For the first time, the pest was detected in commercial farms (hazelnuts, tree fruit, wine grapes, and blackberries) in Oregon’s Willamette Valley. All of the farms were close to urban areas.
Since 2012, the stinkbug has continued its spread.
“In 2013, it got a lot worse, and we’re seeing more established populations, both in Oregon and Washington,” Wiman said. The pest is confirmed in Walla Walla, Washington, and in drier locations of Oregon, including The Dalles, La Grande, and Hermiston. Wiman believes it’s very likely to be established in the Tri-Cities area of Washington.
California officials began looking for brown marmorated stinkbug last year and found a significant population located in Sacramento.
A detection in Hermiston is the first indication of its movement into the Columbia Basin, a desert climate with irrigated agriculture, he noted.
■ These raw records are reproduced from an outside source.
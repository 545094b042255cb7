// SPDX-License-Identifier: MIT
// Copyright (c) 2026 Alfred Jean LLC

use std::io::Write;

fn main() -> Result<(), Box<dyn std::error::Error>> {
    let out_dir = std::env::var("OUT_DIR")?;
    let path = std::path::Path::new(&out_dir).join("env_vars.rs");
    let mut f = std::fs::File::create(path)?;

    let vars = [
        ("FLOORSYNC_STATE_DIR", "FLOORSYNC_STATE_DIR"),
        ("FLOORSYNC_CONFIG", "FLOORSYNC_CONFIG"),
        ("FLOORSYNC_TOKEN", "FLOORSYNC_TOKEN"),
        ("XDG_STATE_HOME", "XDG_STATE_HOME"),
        ("RUST_LOG", "RUST_LOG"),
    ];

    for (const_name, env_name) in &vars {
        writeln!(f, "pub const {const_name}: &str = \"{env_name}\";")?;
    }

    Ok(())
}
That’s significant because past detections on the East Coast and in Oregon’s Willamette Valley were near mixed wood forests, riparian zones, and habitat similar to the stinkbug’s native environment in Asia.
Urban risk factor
Last year saw the first documented report of economic damage to a commercial grower. A Vancouver, Washington, grower farming 80 acres of tree fruit and vegetables had significant damage in his Asian pears, Granny Smith apples, and several vegetable crops.
“The Vancouver farm is an extremely urban farm,” Wiman said. “The urban risk factor has a lot to do with that farmer having economic damage.”
Most farms in the Willamette Valley where the pest has been found are also near urban areas, though not as close as the Vancouver farm.
“Humans are a big factor in the stinkbug’s dispersal,” he said, adding that the stinkbug hitchhikes in moving vans, recreational vehicles, lumber shipments, freight trains, and ships.
Using flight mills (a device attached to bugs allowing them to fly in continual circles), OSU researchers found that the brown marmorated stinkbug is a good flier. Most can travel about 15 miles within a 24-hour period.
“A few flew 50 miles in a 24-hour period, so they don’t need a lot of assistance from us,” Wiman said.
The pest attacks a wide range of crops, damaging fruit and vegetables with its sucking mouthparts that secrete saliva while the insect sucks up the plant’s juices. Fruit flesh is discolored; dimpling and bruising can also occur.
Wiman found it has a similar appetite on the West Coast as in the Mid-Atlantic region, where it has spread since the first U.S. detection in Pennsylvania in 1996. In the Willamette Valley, stinkbug damage has been observed on apples, Asian pears, cane berries, blueberries, and hazelnuts.
Though tree fruits are not a big crop in the Willamette Valley, hazelnuts are. Oregon produces 99 percent of the nation’s hazelnut crop.
“The stinkbug has no problem feeding through the shell of the nut and reaching the kernel,” he said.
Crops like wine grapes and mechanically harvested bush and cane berries also face potential contamination issues from the stinkbug’s odor, a smell that some liken to cilantro.
OSU’s food science department studied contamination in Pinot Noir wines. When given three blind samples of Pinot Noir (one spiked with brown marmorated stinkbug), tasters could easily pick out the spiked sample. “It wasn’t that it tasted bad,” Wiman said, “but certain wine flavors were masked by chemical reactions from the stinkbug.”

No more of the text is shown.